I was under the impression (from trying exactly this) that the vim keybindings conflict heavily with org-mode's keyboard shortcuts. For example, the table shortcuts didn't work at all for me in evil mode.
It may not work for everything, but spacemacs includes packages with evil bindings for the common modes and i use vim style org commands without hassle.
Or just accept that emacs is objectively better software and switch to it? Evil mode is by far the most complete/true to vim vim emulation that exists, as far as I know.
It's easier said than done. I decided to switch about a month ago, and after playing around with evil mode for a week, I gave it up in favor of emacs-std bindings. The core editor evil emulation was flawless. All my 20-year muscle memory commands just worked without a second thought.
When going into other packages like org, magit, etc. I noticed that all their default bindings were emacsey as well (for obvious reasons). I realized that I would be forever mapping evil bindings into new packages every time I wanted to use something new, so I gave it up as a bad job and just bit the bullet and switched to stock emacs without evil. I'm like halfway through the learning curve (I hope!) and it's tough. I've always had the caps lock key mapped to Ctrl anyway, but I still feel like my pinkie is about to fall off.

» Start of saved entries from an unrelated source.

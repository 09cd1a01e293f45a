//! Email record types

use chrono::{DateTime, Utc};
use serde::{Deserialize, Serialize};

/// Inbound message as parsed from the webhook, before it is stored
#[derive(Debug, Clone, Default, PartialEq, Serialize, Deserialize)]
pub struct NewEmail {
    pub sender: String,
    pub recipient: String,
    pub subject: String,
    pub body_html: String,
    pub body_text: String,
    pub headers: String,
    pub received_at: DateTime<Utc>,
    pub sender_ip: String,
    pub spam_score: f64,
    pub attachments_info: String,
    pub dkim: String,
    pub content_ids: String,
    pub envelope: String,
    pub attachments: i64,
    pub spam_report: String,
    pub attachment_info: String,
    pub charsets: String,
    pub spf: String,
}

impl NewEmail {
    /// Create an empty message received now
    pub fn received_now() -> Self {
        Self {
            received_at: Utc::now(),
            ..Self::default()
        }
    }
}

/// Stored email record
#[derive(Debug, Clone, PartialEq, Serialize, Deserialize)]
pub struct Email {
    pub id: i64,
    pub sender: String,
    pub recipient: String,
    pub subject: String,
    pub body_html: String,
    pub body_text: String,
    pub headers: String,
    pub received_at: DateTime<Utc>,
    pub sender_ip: String,
    pub spam_score: f64,
    pub attachments_info: String,
    pub dkim: String,
    pub content_ids: String,
    pub envelope: String,
    pub attachments: i64,
    pub spam_report: String,
    pub attachment_info: String,
    pub charsets: String,
    pub spf: String,
    pub created_at: DateTime<Utc>,
    pub updated_at: DateTime<Utc>,
}

impl Email {
    /// Which body the message carries, preferring HTML
    pub fn content_type(&self) -> ContentType {
        if !self.body_html.is_empty() {
            ContentType::Html
        } else if !self.body_text.is_empty() {
            ContentType::Text
        } else {
            ContentType::None
        }
    }
}

/// Columns shown in inbox listings
#[derive(Debug, Clone, PartialEq, Serialize, Deserialize)]
pub struct EmailSummary {
    pub id: i64,
    pub sender: String,
    pub recipient: String,
    pub subject: String,
    pub received_at: DateTime<Utc>,
}

/// Body kind of a stored message
#[derive(Debug, Clone, Copy, PartialEq, Eq)]
pub enum ContentType {
    Html,
    Text,
    None,
}

impl ContentType {
    pub fn label(&self) -> &'static str {
        match self {
            ContentType::Html => "HTML",
            ContentType::Text => "Text",
            ContentType::None => "None",
        }
    }
}

#[cfg(test)]
mod tests {
    use super::*;

    fn email_with_bodies(html: &str, text: &str) -> Email {
        let now = Utc::now();
        Email {
            id: 1,
            sender: "a@example.com".to_string(),
            recipient: "b@example.com".to_string(),
            subject: "Hi".to_string(),
            body_html: html.to_string(),
            body_text: text.to_string(),
            headers: String::new(),
            received_at: now,
            sender_ip: String::new(),
            spam_score: 0.0,
            attachments_info: String::new(),
            dkim: String::new(),
            content_ids: String::new(),
            envelope: String::new(),
            attachments: 0,
            spam_report: String::new(),
            attachment_info: String::new(),
            charsets: String::new(),
            spf: String::new(),
            created_at: now,
            updated_at: now,
        }
    }

    #[test]
    fn test_content_type_prefers_html() {
        assert_eq!(email_with_bodies("<p>x</p>", "x").content_type(), ContentType::Html);
        assert_eq!(email_with_bodies("", "x").content_type(), ContentType::Text);
        assert_eq!(email_with_bodies("", "").content_type().label(), "None");
    }

    #[test]
    fn test_email_serializes_snake_case() {
        let json = serde_json::to_string(&email_with_bodies("", "x")).unwrap();
        assert!(json.contains("\"received_at\""));
        assert!(json.contains("\"body_text\":\"x\""));
    }
}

After using vi/elvis/vim for almost 25 years, I do admit that I like emacs, but "just switch" still means a period of remarkably reduced productivity to many.
(Yes, I know that for any popular package someone has published evil mode bindings and use-package makes them trivial, but it's not the point.)
I did the same as you. Also took the learning as a challenge. It's also just so nice sometimes to start anew and learn something from zero. (I do also understand it takes time. But take it as motorcycle maintenance ;)
EDIT:
Also with emacs: you get synergies with the default mode of bash.
Regarding moving Ctrl, my experience is that the pinky finger just isn't strong enough to handle the Ctrl key in emacs even when Ctrl is bound to caps lock. I think it's more comfortable to swap Ctrl with Alt (or whatever key is adjacent to the spacebar) so the thumbs can be used for Ctrl. This is beneficial even in other software, since Ctrl+C, Ctrl+V, and Ctrl+X are pretty common.
Thanks; I have, but I thought I might as well try to do it right. If after another month or so, I still have "Emacs pinkie", I might just bite the bullet and go to evil mode.
And yet the remaining 10% makes me want to go on a killing spree every time I try switching to it, while the remaining 10% of IntelliJ or VSCode seems perfectly user-friendly to me to tolerate.
I'd rather just port any possibly interesting features to (Neo)vim rather than having to deal with all the baggage that comes with Emacs. And this is the conclusion I make after many attempts at switching over the years--I just cannot stomach its way of doing things.
I think the fact that evil and spacemacs are en vogue right now changes the game a little bit. The debate doesn't seem to center around what editing method is best but which editor does 'Vim' best. There's a strong case that it's no longer Vim itself but projects like neovim or Emacs.